# Zarr Summit Developer Days - Breakout Group Planning
**Purpose**: Ensure everyone works on their priority topics across the 3 days
**Survey data**: This schedule is informed by 7 developer survey responses and 14 adopter survey responses
---
## Instructions for Participants
**During the opening session (9:00-9:30 AM Monday)**, add your name to topics below:
- This will help us schedule breakout sessions
- **Step 1**: Add new topics if needed (3 minutes)
- **Step 2**: Add your name under the column that matches your interest level (3 minutes)
- You can add your name to multiple topics!
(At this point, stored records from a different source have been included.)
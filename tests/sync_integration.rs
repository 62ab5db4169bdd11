//! Sync and persistence integration tests against an on-disk vault

use std::path::Path;
use std::sync::Arc;
use tempfile::TempDir;
use weft::config::{Config, HydrationConfig};
use weft::embedding::{anchor_hash, HashingProvider};
use weft::hydrate::{HydrationStatus, ResultHydrator};
use weft::index::{ChunkRef, LoadOutcome};
use weft::source::{ChangeEvent, FsDocumentSource, InMemorySource};
use weft::storage::{ShardKey, ShardStore, Tier};
use weft::sync::SyncOrchestrator;
use weft::worker::{IndexWorker, Mutation, MutationOutcome};

fn config(dimension: usize) -> Config {
    let mut config = Config::default();
    config.embedding.provider = "hashing".to_string();
    config.embedding.dimension = dimension;
    config.sync.debounce = "20ms".to_string();
    config.sync.save_idle = "1h".to_string();
    config
}

fn write(vault: &Path, path: &str, text: &str) {
    let full = vault.join(path);
    if let Some(parent) = full.parent() {
        std::fs::create_dir_all(parent).unwrap();
    }
    std::fs::write(full, text).unwrap();
}

struct Fixture {
    _dir: TempDir,
    vault: std::path::PathBuf,
    data: std::path::PathBuf,
}

impl Fixture {
    fn new() -> Self {
        let dir = TempDir::new().unwrap();
        let vault = dir.path().join("vault");
        let data = dir.path().join("data");
        std::fs::create_dir_all(&vault).unwrap();
        write(&vault, "Topics/Rust.md", "# Rust\nTopic note.");
        write(
            &vault,
            "ownership.md",
            "---\ntopic: \"[[Rust]]\"\n---\n# Ownership\nBorrowing rules and lifetimes.",
        );
        write(
            &vault,
            "async.md",
            "---\ntopic: \"[[Rust]]\"\n---\n# Async\nExecutors, wakers and pinning.",
        );
        Self {
            _dir: dir,
            vault,
            data,
        }
    }

    fn store(&self) -> ShardStore {
        ShardStore::with_roots(&self.data.join("cache"), &self.vault.join(".weft")).unwrap()
    }

    async fn start(&self, dimension: usize) -> (SyncOrchestrator, weft::sync::LoadReport) {
        let source = Arc::new(FsDocumentSource::new(&self.vault).unwrap());
        SyncOrchestrator::start(
            config(dimension),
            source,
            Arc::new(HashingProvider::new(dimension)),
            self.store(),
        )
        .await
        .unwrap()
    }
}

#[tokio::test]
async fn test_reindexing_unchanged_vault_is_a_no_op() {
    let fixture = Fixture::new();
    let (sync, report) = fixture.start(64).await;
    assert_eq!(report.scan.indexed, 3);
    let before = sync.status().await.unwrap().engine;

    let again = sync.rescan().await.unwrap();
    assert_eq!(again.indexed, 0);
    assert_eq!(again.skipped, 3);

    let after = sync.status().await.unwrap().engine;
    assert_eq!(before.index.documents, after.index.documents);
    assert_eq!(before.index.chunks, after.index.chunks);
    assert_eq!(before.graph.edges, after.graph.edges);
    sync.shutdown().await.unwrap();
}

#[tokio::test]
async fn test_shards_persist_across_restarts_per_identity() {
    let fixture = Fixture::new();
    let (sync, _) = fixture.start(64).await;
    sync.shutdown().await.unwrap();
    assert!(fixture.vault.join(".weft").join("shards").is_dir());

    let (sync, report) = fixture.start(64).await;
    assert_eq!(report.tier, Some(Tier::Cache));
    assert_eq!(report.scan.indexed, 0);
    sync.shutdown().await.unwrap();

    // A different dimension gets its own shard and rebuilds
    let (sync, report) = fixture.start(32).await;
    assert_eq!(report.tier, None);
    assert_eq!(report.scan.indexed, 3);
    sync.shutdown().await.unwrap();
}

#[tokio::test]
async fn test_wrong_dimension_snapshot_is_incompatible() {
    let fixture = Fixture::new();
    let (sync, _) = fixture.start(64).await;
    let bytes = sync.worker().await.snapshot(false).await.unwrap();
    sync.shutdown().await.unwrap();

    let narrow = IndexWorker::spawn(1, &config(32), Arc::new(HashingProvider::new(32))).unwrap();
    let before = narrow.stats().await.unwrap().index.documents;
    let outcome = narrow.apply(Mutation::Restore(bytes)).await.unwrap();
    assert!(matches!(
        outcome,
        MutationOutcome::Loaded(LoadOutcome::Incompatible { .. })
    ));
    assert_eq!(narrow.stats().await.unwrap().index.documents, before);

    let garbage = narrow.apply(Mutation::Restore(vec![7; 40])).await.unwrap();
    assert!(matches!(garbage, MutationOutcome::Loaded(ref o) if !matches!(o, LoadOutcome::Loaded { .. })));
    narrow.shutdown().await.unwrap();
}

#[tokio::test]
async fn test_file_edits_flow_through_notify() {
    let fixture = Fixture::new();
    let (sync, _) = fixture.start(64).await;

    write(&fixture.vault, "traits.md", "# Traits\nTrait objects and generics.");
    std::fs::remove_file(fixture.vault.join("async.md")).unwrap();
    sync.notify(ChangeEvent::Modify("traits.md".to_string())).unwrap();
    sync.notify(ChangeEvent::Delete("async.md".to_string())).unwrap();
    sync.flush().await.unwrap();

    let documents = sync.worker().await.list_documents().await.unwrap();
    assert!(documents.contains_key("traits.md"));
    assert!(!documents.contains_key("async.md"));

    let hits = sync.search("trait objects", 5).await.unwrap();
    assert_eq!(hits[0].path, "traits.md");
    sync.shutdown().await.unwrap();
}

#[tokio::test]
async fn test_shifted_chunk_heals_on_search() {
    let fixture = Fixture::new();
    let (sync, _) = fixture.start(64).await;

    // No change notification, so the index still holds the old offsets
    let path = fixture.vault.join("ownership.md");
    let original = std::fs::read_to_string(&path).unwrap();
    std::fs::write(&path, format!("Preface added later.\n{}", original)).unwrap();

    let hits = sync.search("borrowing rules lifetimes", 5).await.unwrap();
    let hit = hits.iter().find(|h| h.path == "ownership.md").unwrap();
    assert!(hit
        .excerpt
        .as_deref()
        .unwrap()
        .contains("Borrowing rules and lifetimes."));
    assert_eq!(sync.hydrator().failure_count("ownership.md"), 0);
    sync.shutdown().await.unwrap();
}

#[tokio::test]
async fn test_document_quarantined_after_three_failures() {
    let source = Arc::new(InMemorySource::new());
    let original = "Quarterly goals: ship the importer.";
    let chunk = ChunkRef {
        chunk_id: 1,
        start: 0,
        end: original.len(),
        anchor: anchor_hash(original),
    };
    source.insert("goals.md", "Rewritten from scratch, nothing in common.");

    let (tx, mut rx) = tokio::sync::mpsc::unbounded_channel();
    let hydrator = ResultHydrator::new(source.clone(), &HydrationConfig::default())
        .with_drift_sink(tx);

    for attempt in 1..=4 {
        let hydrated = hydrator.hydrate("goals.md", &chunk);
        assert_eq!(hydrated.status, HydrationStatus::Drifted);
        assert_eq!(hydrator.is_quarantined("goals.md"), attempt >= 3);
    }

    let mut signals = 0;
    while rx.try_recv().is_ok() {
        signals += 1;
    }
    assert_eq!(signals, 3);
}

#[tokio::test]
async fn test_work_from_closed_session_is_dropped() {
    let fixture = Fixture::new();
    let (sync, _) = fixture.start(64).await;
    let old = sync.worker().await;

    let mut updated = config(32);
    updated.storage.prune_stale_shards = false;
    sync.reconfigure(updated, Arc::new(HashingProvider::new(32)))
        .await
        .unwrap();
    assert!(!old.is_running());

    let current = sync.worker().await;
    let outcome = current
        .apply_stamped(old.session(), Mutation::Delete(vec!["ownership.md".to_string()]))
        .await
        .unwrap();
    assert!(outcome.is_zombie());
    assert_eq!(sync.status().await.unwrap().engine.index.documents, 3);

    // Both identities keep their shard
    let keys: std::collections::HashSet<String> = fixture
        .store()
        .list_shards()
        .unwrap()
        .into_iter()
        .map(|s| s.key)
        .collect();
    assert!(keys.contains(ShardKey::for_identity(old.identity()).as_str()));
    sync.shutdown().await.unwrap();
}

#[tokio::test]
async fn test_rescan_is_superseded_by_newer_rescan() {
    let fixture = Fixture::new();
    let (sync, _) = fixture.start(64).await;
    for i in 0..30 {
        write(&fixture.vault, &format!("daily/{:02}.md", i), &format!("Entry {}", i));
    }

    let (first, second) = tokio::join!(sync.rescan(), sync.rescan());
    assert!(first.unwrap().cancelled);
    let second = second.unwrap();
    assert!(!second.cancelled);
    assert_eq!(second.indexed, 30);
    sync.shutdown().await.unwrap();
}

#[tokio::test]
async fn test_unreadable_document_counts_as_failed_on_slim_restore() {
    let fixture = Fixture::new();
    let (sync, _) = fixture.start(64).await;
    sync.shutdown().await.unwrap();

    for entry in std::fs::read_dir(fixture.data.join("cache").join("shards")).unwrap() {
        std::fs::remove_file(entry.unwrap().path()).unwrap();
    }

    // Same size and mtime, but no longer valid UTF-8
    let path = fixture.vault.join("ownership.md");
    let metadata = std::fs::metadata(&path).unwrap();
    std::fs::write(&path, vec![0xFF; metadata.len() as usize]).unwrap();
    std::fs::File::options()
        .write(true)
        .open(&path)
        .unwrap()
        .set_modified(metadata.modified().unwrap())
        .unwrap();

    let (sync, report) = fixture.start(64).await;
    assert_eq!(report.tier, Some(Tier::Portable));
    assert_eq!(report.scan.failed, 1);
    assert_eq!(report.scan.restored, 2);
    assert_eq!(report.scan.indexed, 0);
    sync.shutdown().await.unwrap();
}
impl Config {
    /// Load configuration from a file
    pub fn load(path: &Path) -> Result<Self> {
        if !path.exists() {
            return Err(WeftError::ConfigNotFound {
                path: path.to_path_buf(),
            });
        }

        let content = std::fs::read_to_string(path).map_err(|e| WeftError::Io {
            source: e,
            context: format!("Failed to read config file: {:?}", path),
        })?;
        let mut config: Config = toml::from_str(&content)?;

        config.apply_env_overrides();
        ConfigValidator::validate(&config)?;

        Ok(config)
    }

    /// Save configuration to a file
    pub fn save(&self, path: &Path) -> Result<()> {
        if let Some(parent) = path.parent() {
            std::fs::create_dir_all(parent).map_err(|e| WeftError::Io {
                source: e,
                context: format!("Failed to create config directory: {:?}", parent),
            })?;
        }
        let content = toml::to_string_pretty(self)?;
        std::fs::write(path, content).map_err(|e| WeftError::Io {
            source: e,
            context: format!("Failed to write config file: {:?}", path),
        })?;
        Ok(())
    }

    /// Load configuration with a specific profile applied
    pub fn load_with_profile(path: &Path, profile: &str) -> Result<Self> {
        let mut config = Self::load(path)?;
        config.apply_profile(profile)?;
        ConfigValidator::validate(&config)?;
        Ok(config)
    }

    /// Apply a profile's overrides to the configuration
    pub fn apply_profile(&mut self, profile: &str) -> Result<()> {
        let overrides = self
            .profiles
            .get(profile)
            .cloned()
            .ok_or_else(|| WeftError::Config(format!("Unknown profile: {}", profile)))?;

        if let Some(provider) = overrides.embedding_provider {
            self.embedding.provider = provider;
        }
        if let Some(model) = overrides.embedding_model {
            self.embedding.model = model;
        }
        if let Some(dimension) = overrides.embedding_dimension {
            self.embedding.dimension = dimension;
        }
        if let Some(budget) = overrides.budget_chars {
            self.context.budget_chars = budget;
        }
        if let Some(w) = overrides.w_sim {
            self.scoring.w_sim = w;
        }
        if let Some(w) = overrides.w_cent {
            self.scoring.w_cent = w;
        }
        if let Some(w) = overrides.w_act {
            self.scoring.w_act = w;
        }
        Ok(())
    }

    /// Apply environment variable overrides
    /// Environment variables in format: WEFT_SECTION__KEY=value
    pub fn apply_env_overrides(&mut self) {
        for (key, value) in std::env::vars() {
            if let Some(config_key) = key.strip_prefix("WEFT_") {
                if let Err(e) = self.set_value_from_env(config_key, &value) {
                    tracing::warn!("Failed to apply env override {}: {}", key, e);
                }
            }
        }
    }

    fn set_value_from_env(&mut self, path: &str, value: &str) -> Result<()> {
        match path {
            "STORAGE__DATA_DIR" => self.storage.data_dir = PathBuf::from(value),
            "EMBEDDING__PROVIDER" => self.embedding.provider = value.to_string(),
            "EMBEDDING__MODEL" => self.embedding.model = value.to_string(),
            "EMBEDDING__DIMENSION" => self.embedding.dimension = parse_env(path, value)?,
            "CONTEXT__BUDGET_CHARS" => self.context.budget_chars = parse_env(path, value)?,
            "SCORING__W_SIM" => self.scoring.w_sim = parse_env(path, value)?,
            "SCORING__W_CENT" => self.scoring.w_cent = parse_env(path, value)?,
            "SCORING__W_ACT" => self.scoring.w_act = parse_env(path, value)?,
            "GRAPH__DECAY" => self.graph.decay = parse_env(path, value)?,
            _ => {
                tracing::debug!("Unknown env config key: {}", path);
            }
        }
        Ok(())
    }

    /// True when `other` would produce vectors incompatible with this
    /// configuration's shard (model, provider, dimension or chunking changed)
    pub fn embedding_identity_differs(&self, other: &Config) -> bool {
        let a = &self.embedding;
        let b = &other.embedding;
        a.provider != b.provider
            || a.model != b.model
            || a.dimension != b.dimension
            || a.chunk_size != b.chunk_size
            || a.chunk_overlap != b.chunk_overlap
    }

    /// Data directory with `~` expanded
    pub fn data_dir(&self) -> PathBuf {
        expand_tilde(&self.storage.data_dir)
    }

    /// Portable tier directory with `~` expanded
    pub fn portable_dir(&self, vault_root: &Path) -> PathBuf {
        match &self.storage.portable_dir {
            Some(dir) => expand_tilde(dir),
            None => vault_root.join(".weft"),
        }
    }

    /// Get the default configuration file path
    pub fn default_path() -> Result<PathBuf> {
        let config_dir = dirs::config_dir()
            .ok_or_else(|| WeftError::Config("Cannot determine config directory".to_string()))?;

        Ok(config_dir.join("weft").join("config.toml"))
    }

    /// Get the default data directory
    pub fn default_data_dir() -> Result<PathBuf> {
        let home_dir = dirs::home_dir()
            .ok_or_else(|| WeftError::Config("Cannot determine home directory".to_string()))?;

        Ok(home_dir.join(".weft"))
    }
}

impl Default for Config {
    fn default() -> Self {
        Self {
            meta: MetaConfig {
                schema_version: SCHEMA_VERSION.to_string(),
                created_at: current_timestamp(),
                last_modified: current_timestamp(),
            },
            storage: StorageConfig::default(),
            embedding: EmbeddingConfig::default(),
            indexing: IndexingConfig::default(),
            graph: GraphConfig::default(),
            scoring: ScoringConfig::default(),
            context: ContextConfig::default(),
            sync: SyncConfig::default(),
            hydration: HydrationConfig::default(),
            profiles: HashMap::new(),
        }
    }
}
- **Step 3**: Answer questions at the bottom of the document (2 minutes)
---
## Core Technical Topics
### ~~Prototyping rectilinear chunk grids (variable-length/variable-shaped chunks)~~
*High priority: 57% of devs rated high interest*
- **Lead It**:
- **Work On It**: @keewis
- **Join If Space**: @TomNicholas, @jhamman, Sebastian, @LDeakin, @maxrjones, @alimanfoo, @malmans2, @rouault, Hugo Gruson
Readout: Productive, implemented in zarrs with a extensions PR ready
### ~~Improving ease-of-use and performance of sharding~~
*7 adopter mentions*
- **Lead It**: Mark Kittisopikul (@markkitti)
- **Work On It**: @perlman
- **Join If Space**: @LDeakin, @keewis, @malmans2, @rouault, @markkitti, @maxrjones
Readout: Discussed how to implement sharding at the API level and implications for virtual zarr/icechunk
Group discussion:
- Should it be a codec?
- Seems like a missing abstraction (i.e., layout)
- layouts include Icechunk and VirtualiZarr
- what is the concern with it being a codec?
- impact on the abstractions in an implementation (i.e., contagious async)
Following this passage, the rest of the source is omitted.